* Excerpted data:
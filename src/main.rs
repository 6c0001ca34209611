use anyhow::{bail, Context, Result};
use clap::{Parser, Subcommand};
use mcp_toolhub::function_def::{render_result, ToolDescription};
use mcp_toolhub::{Config, MCPClientManager};
use std::path::PathBuf;
use tracing_subscriber::EnvFilter;

#[derive(Debug, Parser)]
#[command(name = "mcp-toolhub", version, about = "Query and call tools across MCP servers")]
struct Cli {
    /// Config file with an `mcpServers` map
    #[arg(short, long, env = "MCP_TOOLHUB_CONFIG", default_value = "mcp.json")]
    config: PathBuf,

    #[command(subcommand)]
    command: Command,
}

#[derive(Debug, Subcommand)]
enum Command {
    /// Print the combined tool catalog
    List {
        /// Print function definitions as JSON instead of a table
        #[arg(long)]
        json: bool,
    },
    /// Invoke a tool and print its result
    Call {
        tool: String,
        /// Arguments as a JSON object
        #[arg(long, default_value = "{}")]
        args: String,
        /// Send the call to this server instead of the catalog owner
        #[arg(long)]
        server: Option<String>,
    },
}

#[tokio::main]
async fn main() -> Result<()> {
    tracing_subscriber::fmt()
        .with_env_filter(
            EnvFilter::try_from_default_env().unwrap_or_else(|_| EnvFilter::new("info")),
        )
        .with_writer(std::io::stderr)
        .init();

    let cli = Cli::parse();
    let config = Config::load_config(&cli.config)
        .with_context(|| format!("loading {}", cli.config.display()))?;

    let mut manager = MCPClientManager::new();
    manager
        .initialize(&config.servers())
        .await
        .context("no MCP server could be started")?;

    let outcome = run(&manager, cli.command).await;
    for (server, err) in manager.close().await {
        eprintln!("warning: closing {server}: {err}");
    }
    outcome
}

async fn run(manager: &MCPClientManager, command: Command) -> Result<()> {
    match command {
        Command::List { json } => {
            let tools = manager.get_all_tools().await;
            if json {
                let defs: Vec<_> = tools
                    .iter()
                    .map(|t| ToolDescription::from(t).to_function_definition())
                    .collect();
                println!("{}", serde_json::to_string_pretty(&defs)?);
                return Ok(());
            }
            for tool in &tools {
                let owner = manager.tool_owner(&tool.name).await.unwrap_or_default();
                println!(
                    "{:<32} {:<16} {}",
                    tool.name,
                    owner,
                    tool.description.as_deref().unwrap_or("")
                );
            }
            Ok(())
        }
        Command::Call { tool, args, server } => {
            let arguments: serde_json::Value =
                serde_json::from_str(&args).context("--args must be valid JSON")?;
            let result = match server {
                Some(server) => manager.call_tool_on(&server, &tool, arguments).await,
                None => manager.call_tool(&tool, arguments).await,
            };
            println!("{}", render_result(&result));
            if result.is_error {
                bail!("tool '{tool}' returned an error");
            }
            Ok(())
        }
    }
}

* Work order: Pull out all lines containing the word "tools" from the entries above.

* Output of the exercise:
#[command(name = "mcp-toolhub", version, about = "Query and call tools across MCP servers")]
            let tools = manager.get_all_tools().await;
                let defs: Vec<_> = tools
            for tool in &tools {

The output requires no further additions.